The district, however, contends that it followed state law and all the transactions are legal.

Villages residents are watching the investigation unfold, mostly with bewilderment. "First of all, this is a very serious matter," said Joe Gorman, president of the 5,500-member Property Owners' Association of The Villages, an independent group that has often clashed with the developer. Gorman would not comment on the IRS correspondence because he hadn't yet read it.

In total, The Villages' governments owe about $700ƒ|million to bond buyers.

The IRS insists the Village Center and Sumter Landing community development districts are not "valid issuers" of tax-exempt bonds, which are most commonly used by cities and counties to finance public projects.

Servadio contended that the districts that issued the bonds don't meet the test of a genuine "political subdivision." Its governing board isn't chosen by residents, it has no authority to exercise police power and its power to take private property for public projects is very limited.

The agent contends that the districts' governing boards are controlled by The Villages developer, Gary Morse, and their bond sales have benefited him, not residents.

The agent's letters represent preliminary conclusions. However, the IRS is expected within weeks to make those conclusions formal. Afterward, the districts will have 90 days to decide whether to negotiate a settlement such as the one proposed May 18 by the agent or to appeal the decisions.

For now, district representatives are challenging the IRS conclusions. They contend that Florida statutes view them as a lawful "political subdivision," giving them the right to issue tax-exempt bonds like any other government.

In an e-mail, Village Center District Manager, Janet Tutt, who also oversees the Sumter Landing district, said Servadio's opinion isn't the final word. She stated she understood that the IRS was asking its experts in other areas to examine the agent's conclusions.

"Discussion of a settlement offer ... is premature," Tutt wrote. "The District continues to believe there will be a positive resolution to this issue. ..."

Perry Israel, a California bond lawyer handling the matter for the districts, said he could not comment. Morse and Charles Smith, chairman of the Village Center district board, as well as Michael Williams, the district's Orlando bond attorney, couldn't be reached.

Servadio's probe focused on a 2003 tax-free bond issue that raised about $64ƒ|million to buy golf courses, swimming pools and other recreational facilities from the developer.

According to the IRS report, the proceeds should be taxed because only $7.5 million went to buy physical assets. Another $53.1 million bought the rights to collect residents' amenity fees. The sale prices were set by two appraisers using a complicated method that the IRS contends was incorrectly calculated.

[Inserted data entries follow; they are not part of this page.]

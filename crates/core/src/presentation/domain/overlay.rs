use crate::classification::domain::detection_result::DetectionResult;
use crate::shared::bounding_box::BoundingBox;
use crate::shared::group::Group;

pub type Rgb = [u8; 3];

pub const UNKNOWN_COLOR: Rgb = [200, 200, 200];
pub const TITLE_COLOR: Rgb = [0, 0, 0];
pub const ALERT_COLOR: Rgb = [255, 0, 0];

/// Per-group colors by catalog position, repeating past the end.
const PALETTE: [Rgb; 6] = [
    [0, 255, 0],
    [255, 0, 0],
    [0, 0, 255],
    [255, 255, 0],
    [255, 0, 255],
    [0, 255, 255],
];

pub fn group_color(group: Option<&Group>) -> Rgb {
    group.map_or(UNKNOWN_COLOR, |g| PALETTE[g.rank() % PALETTE.len()])
}

#[derive(Clone, Debug, PartialEq)]
pub struct FaceBox {
    pub bbox: BoundingBox,
    pub color: Rgb,
    /// `"Science 87%"` or `"Unknown"`.
    pub label: String,
}

#[derive(Clone, Debug, PartialEq)]
pub struct TextLine {
    pub text: String,
    pub color: Rgb,
}

impl TextLine {
    fn new(text: impl Into<String>, color: Rgb) -> Self {
        Self {
            text: text.into(),
            color,
        }
    }
}

/// What to draw on top of a camera frame. Rendering is up to the presenter.
#[derive(Clone, Debug, Default, PartialEq)]
pub struct Overlay {
    pub faces: Vec<FaceBox>,
    /// Top-left block: title, one count line per group, then the majority.
    pub lines: Vec<TextLine>,
    /// Bottom line while a slideshow is running.
    pub banner: Option<TextLine>,
    pub paused: bool,
}

impl Overlay {
    pub fn build(result: &DetectionResult, showing: Option<&Group>, paused: bool) -> Self {
        let faces = result
            .detections()
            .iter()
            .map(|d| FaceBox {
                bbox: d.bbox,
                color: group_color(d.group.as_ref()),
                label: match &d.group {
                    Some(g) => format!("{} {:.0}%", g.title(), d.confidence),
                    None => "Unknown".to_string(),
                },
            })
            .collect();

        let mut lines = vec![TextLine::new("Detected Students:", TITLE_COLOR)];
        for (group, n) in result.counts() {
            lines.push(TextLine::new(format!("{}: {n}", group.title()), group_color(Some(group))));
        }
        if let Some(majority) = result.majority() {
            lines.push(TextLine::new(format!("MAJORITY: {}", majority.banner()), ALERT_COLOR));
        }

        let banner = showing.map(|g| TextLine::new(format!("SLIDESHOW: {}", g.banner()), ALERT_COLOR));

        Self {
            faces,
            lines,
            banner,
            paused,
        }
    }

    /// One-line text rendering, used for logs.
    pub fn summary(&self) -> String {
        let mut parts: Vec<&str> = self.lines.iter().skip(1).map(|l| l.text.as_str()).collect();
        if let Some(banner) = &self.banner {
            parts.push(&banner.text);
        }
        if self.paused {
            parts.push("PAUSED");
        }
        parts.join(" | ")
    }
}
pub mod image_file_loader;
pub mod image_file_slide_presenter;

Homeowners in The Villages pay up to $135 a month in amenity fees, which generated about $33 million in revenue last year. Servadio pointed out that about $16 million a year -- roughly half of the fees -- are used to repay a variety of bonds that the districts have issued.

"It (is) obvious that the residents' amenity fees could be much lower, or there would be a lot more of the fees available for maintenance of the facilities if these were arm's length transactions... " he wrote.